# Motorcycle importation to Portugal?



## joemar58

My wife and I are planning to retire in Portugal next year. She is a Portuguese citizen and I'm a citizen of the USA. I own two motorcycles that I would like to take with me (both Harley Davidson's) . How difficult will it be to import the Motorcycles (both USA specifications)? Will I be limited to only being allowed to bring in one motorcycle? What type of inspections and paperwork will be necessary? Any help / advice would be greatly appreciated.


----------



## travelling-man

Welcome to the forum.

You can import what you like but can only import one vehicle per person tax free & to do that, the vehicle has to have been registered in the name of the importer for at least one year.

There are other requirements & you'll find those by using the search function.

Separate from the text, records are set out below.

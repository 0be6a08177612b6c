use std::sync::{Arc, Mutex};

use async_trait::async_trait;
use google_logging2::api::WriteLogEntriesRequest;
use reqwest::StatusCode;
use tokio::sync::Semaphore;

use crate::error::Error;
use crate::shipper::Transport;

/// Keeps every request it is given. Optionally fails them, or holds each one
/// until a permit is added to its gate.
#[derive(Clone, Default)]
pub(crate) struct RecordingTransport {
    requests: Arc<Mutex<Vec<WriteLogEntriesRequest>>>,
    fail: bool,
    gate: Option<Arc<Semaphore>>,
}

impl RecordingTransport {
    pub(crate) fn failing() -> Self {
        RecordingTransport {
            fail: true,
            ..Default::default()
        }
    }

    pub(crate) fn gated(gate: Arc<Semaphore>) -> Self {
        RecordingTransport {
            gate: Some(gate),
            ..Default::default()
        }
    }

    pub(crate) fn requests(&self) -> Vec<WriteLogEntriesRequest> {
        self.requests.lock().unwrap().clone()
    }

    pub(crate) fn entry_count(&self) -> usize {
        self.requests()
            .iter()
            .map(|r| r.entries.as_ref().map_or(0, Vec::len))
            .sum()
    }
}

#[async_trait]
impl Transport for RecordingTransport {
    async fn write_entries(&mut self, request: WriteLogEntriesRequest) -> Result<(), Error> {
        if let Some(gate) = &self.gate {
            gate.acquire().await.unwrap().forget();
        }
        self.requests.lock().unwrap().push(request);
        if self.fail {
            return Err(Error::HttpResponseError {
                context: "test".to_string(),
                status: StatusCode::SERVICE_UNAVAILABLE,
                body: "unavailable".to_string(),
            });
        }
        Ok(())
    }
}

As you're in the US now, it might be better (financially) to import a (LHD) car & the most valuable bike tax free & pay tax on the other bike.

FWIW, importing classic vehicles on the tax free basis is an especially good investment but don't forget the 1 year registration requirement.


----------



## joemar58

Thank you for the info. One question though. If I register one bike in my wife's name and keep one in my name, could I get away with importing both duty free? In other words, do we get an exemption per household or per person? Thanks again.


----------



## travelling-man

Yes you can. It's one vehicle per person not per household or per family.


----------



## joemar58

Thank you. I really appreciate the information.


----------



## travelling-man

Always a pleasure. 

You'll find plenty of info here but you do need to bear in mind that if you import tax free, you can't sell for 5 years without having to pay the import tax which is worked out on a pro rata basis over those 5 years.


----------



## canoeman

To import 2 cars, motorcycles they must be clearly and unambiguously owned by two separate people, you must be able to also prove each person residence, so planning is reguired that ownership documents are correct and a selection of Utility bills, mortgage etc *are in a sole persons name* same as ownership documents, anything in *joint names will be rejected*

Road Tax you're familiar with concept in States, when you matriculate here motorcycle will be taxed as new at year of matriculation for 2014 it's 122€ per year per bike, if your searching the procedures, forms etc are no different to a car but you have *an additional decibel test* on exhaust system, so if you don't have standard fitted you should consider replacing to get a pass on test


----------



## joemar58

Thank you. More to consider.


----------



## travelling-man

C/M

I think you'll find that road tax on bikes depends on cc as it does with cars.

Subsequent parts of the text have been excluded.